Uber, in an update, said there is “no evidence” that users’ private information was compromised in a breach of its internal computer systems that was discovered late Thursday.
“We have no evidence that the incident involved access to sensitive user data (like trip history),” the company said. “All of our services including Uber, Uber Eats, Uber Freight, and the Uber Driver app are operational.”
The ride-hailing company also said it’s brought back online all the internal software tools it took down previously as a precaution, reiterating it’s notified law enforcement of the matter.
It’s not immediately clear if the incident resulted in the theft of any other information or how long the intruder was inside Uber’s network.
Uber has not provided more specifics of how the incident played out beyond saying its investigation and response efforts are ongoing. But independent security researcher Bill Demirkapi characterized Uber’s “no evidence” stance as “sketchy.”
“‘No evidence’ could mean the attacker did have access, Uber just hasn’t found evidence that the attacker *used* that access for ‘sensitive’ user data,” Demirkapi said. “Explicitly saying “sensitive” user data rather than user data overall is also weird.”
The breach allegedly involved a lone hacker, an 18-year-old teenager, tricking an Uber employee into providing account access by social engineering the victim into accepting a multi-factor authentication (MFA) prompt that allowed the attacker to register their own device.
Upon gaining an initial foothold, the attacker found an internal network share that contained PowerShell scripts with privileged admin credentials, granting carte blanche access to other critical systems, including AWS, Google Cloud Platform, OneLogin, SentinelOne incident response portal, and Slack.
Worryingly, as revealed by security researcher Sam Curry, the teen hacker is also said to have gotten hold of privately disclosed vulnerability reports submitted via HackerOne as part of Uber’s bug bounty program.
HackerOne has since moved to disable Uber’s account, but the unauthorized access to unpatched security flaws in the platform could pose a huge security risk to the San Francisco-based firm should the hacker opt to sell the information to other threat actors for a quick profit.
So far, the attacker’s motivations behind the breach are unclear, although a message posted by the hacker announcing the breach on Slack included a call for higher pay for Uber’s drivers.
A separate report from The Washington Post noted that the attacker broke into the company’s networks for fun and might leak the company’s source code in a matter of months, while describing Uber’s security as “awful.”

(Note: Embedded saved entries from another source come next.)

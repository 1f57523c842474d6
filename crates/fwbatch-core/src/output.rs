//! Typed task-end payloads, one variant per command.

use serde::{Deserialize, Serialize};
use serde_json::Value;
use std::fmt;

/// A device command that can be queued in a batch.
#[derive(Debug, Clone, Copy, PartialEq, Eq, Hash)]
pub enum OperationKind {
    Erase,
    Program,
    Reset,
    Recover,
    ReadFirmware,
    CoreInfo,
    FwInfo,
    DeviceInfo,
    ProtectionStatus,
}

impl OperationKind {
    /// Sandbox command name.
    pub fn command(&self) -> &'static str {
        match self {
            Self::Erase => "erase",
            Self::Program => "program",
            Self::Reset => "reset",
            Self::Recover => "recover",
            Self::ReadFirmware => "fw-read",
            Self::CoreInfo => "core-info",
            Self::FwInfo => "fw-info",
            Self::DeviceInfo => "device-info",
            Self::ProtectionStatus => "protection-get",
        }
    }
}

impl fmt::Display for OperationKind {
    fn fmt(&self, f: &mut fmt::Formatter<'_>) -> fmt::Result {
        f.write_str(self.command())
    }
}

/// Result of one successfully completed operation.
#[derive(Debug, Clone, PartialEq)]
pub enum OperationOutput {
    Erase,
    Program,
    Reset,
    Recover,
    /// Raw bytes read from the device.
    FirmwareRead(Vec<u8>),
    CoreInfo(DeviceCoreInfo),
    FwInfo(FwInfo),
    DeviceInfo(DeviceInfo),
    ProtectionStatus(ProtectionStatus),
}

impl OperationOutput {
    /// The command that produced this output.
    pub fn kind(&self) -> OperationKind {
        match self {
            Self::Erase => OperationKind::Erase,
            Self::Program => OperationKind::Program,
            Self::Reset => OperationKind::Reset,
            Self::Recover => OperationKind::Recover,
            Self::FirmwareRead(_) => OperationKind::ReadFirmware,
            Self::CoreInfo(_) => OperationKind::CoreInfo,
            Self::FwInfo(_) => OperationKind::FwInfo,
            Self::DeviceInfo(_) => OperationKind::DeviceInfo,
            Self::ProtectionStatus(_) => OperationKind::ProtectionStatus,
        }
    }

    /// Firmware bytes, if this is a firmware read.
    pub fn as_firmware(&self) -> Option<&[u8]> {
        match self {
            Self::FirmwareRead(bytes) => Some(bytes),
            _ => None,
        }
    }
}

/// Memory layout of a core, from `core-info`.
#[derive(Debug, Clone, Default, PartialEq, Eq, Serialize, Deserialize)]
#[serde(rename_all = "camelCase", default)]
pub struct DeviceCoreInfo {
    pub code_address: Option<u64>,
    pub code_page_size: Option<u64>,
    pub code_size: Option<u64>,
    pub uicr_address: Option<u64>,
    pub info_page_size: Option<u64>,
    pub code_ram_present: Option<bool>,
    pub code_ram_address: Option<u64>,
    pub data_ram_address: Option<u64>,
    pub ram_size: Option<u64>,
    pub qspi_present: Option<bool>,
    pub xip_address: Option<u64>,
    pub xip_size: Option<u64>,
    pub pin_reset_pin: Option<u32>,
}

/// Firmware images found on a core, from `fw-info`.
#[derive(Debug, Clone, Default, PartialEq, Serialize, Deserialize)]
#[serde(rename_all = "camelCase", default)]
pub struct FwInfo {
    pub image_info_list: Vec<ImageInfo>,
    pub operation_id: Option<String>,
}

/// One firmware image.
#[derive(Debug, Clone, Default, PartialEq, Serialize, Deserialize)]
#[serde(rename_all = "camelCase", default)]
pub struct ImageInfo {
    pub image_type: Option<String>,
    pub image_location: Option<ImageLocation>,
    /// Version as reported; the shape differs per image type.
    pub version: Option<Value>,
}

/// Address range of a firmware image.
#[derive(Debug, Clone, Copy, Default, PartialEq, Eq, Serialize, Deserialize)]
#[serde(rename_all = "camelCase")]
pub struct ImageLocation {
    pub address: u64,
    pub size: u64,
}

/// Hardware and probe details, from `device-info`.
#[derive(Debug, Clone, Default, PartialEq, Eq, Serialize, Deserialize)]
#[serde(rename_all = "camelCase", default)]
pub struct DeviceInfo {
    pub hw_info: Option<HwInfo>,
    pub jlink: Option<JlinkInfo>,
}

#[derive(Debug, Clone, Default, PartialEq, Eq, Serialize, Deserialize)]
#[serde(rename_all = "camelCase", default)]
pub struct HwInfo {
    pub rom_size: Option<u64>,
    pub ram_size: Option<u64>,
    pub rom_page_size: Option<u64>,
    pub device_family: Option<String>,
    pub device_version: Option<String>,
}

#[derive(Debug, Clone, Default, PartialEq, Eq, Serialize, Deserialize)]
#[serde(rename_all = "camelCase", default)]
pub struct JlinkInfo {
    pub device_version: Option<String>,
    pub jlink_ob_firmware_version: Option<String>,
    pub serial_number: Option<String>,
    pub board_version: Option<String>,
}

/// Readback protection of a core, from `protection-get`.
#[derive(Debug, Clone, PartialEq, Eq, Serialize, Deserialize)]
#[serde(rename_all = "camelCase")]
pub struct ProtectionStatus {
    pub protection_status: ProtectionLevel,
    #[serde(default)]
    pub serial_number: Option<String>,
}

#[derive(Debug, Clone, Copy, PartialEq, Eq, Serialize, Deserialize)]
pub enum ProtectionLevel {
    #[serde(rename = "NRFDL_PROTECTION_STATUS_NONE")]
    None,
    #[serde(rename = "NRFDL_PROTECTION_STATUS_REGION0")]
    Region0,
    #[serde(rename = "NRFDL_PROTECTION_STATUS_REGION0_REGION1")]
    Region0Region1,
    #[serde(rename = "NRFDL_PROTECTION_STATUS_SECURE_REGIONS")]
    SecureRegions,
    #[serde(rename = "NRFDL_PROTECTION_STATUS_ALL")]
    All,
    #[serde(other)]
    Unknown,
}

/// Wire payload of a successful `fw-read`: the image, base64-encoded.
#[derive(Debug, Clone, Deserialize)]
pub(crate) struct FirmwareBuffer {
    pub buffer: String,
}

“Many times we only talk about APTs, like nation states, and we forget about other threat actors including disgruntled employees, insiders, and like in this case, hacktivists,” Ismael Valenzuela Espejo, vice president of threat research and intelligence at BlackBerry, said.
“Organizations should include these as part of their threat modeling exercises to determine who may have a motivation to attack the company, their skill level and capabilities, and what the impact could be according to that analysis.”
The attack targeting Uber, as well as the recent string of incidents against Twilio, Cloudflare, Cisco, and LastPass, illustrates how social engineering continues to be a persistent thorn in the flesh for organizations.
It also shows that all it takes for a breach to take place is an employee to share their login credentials, proving that password-based authentication is a weak link in account security.
“Once again, we see that a company’s security is only as good as their most vulnerable employees,” Masha Sedova, co-founder and president of Elevate Security, said in a statement.
“We need to think beyond generic training, instead let’s pair our riskiest employees with more specific protective controls. As long as we continue to address cybersecurity as solely a technical challenge, we will continue to lose this battle,” Sedova added.
Incidents like these are also proof that Time-based One Time Password (TOTP) codes – typically generated via authenticator apps or sent as SMS messages – are inadequate at securing 2FA roadblocks.
One way to counter such threats is the use of phishing-resistant FIDO2-compliant physical security keys, which drops passwords in favor of an external hardware device that handles the authentication.
“MFA providers should *by default* automatically lock accounts out temporarily when too many prompts are sent in a short period of time,” Demirkapi said, urging organizations to limit privileged access.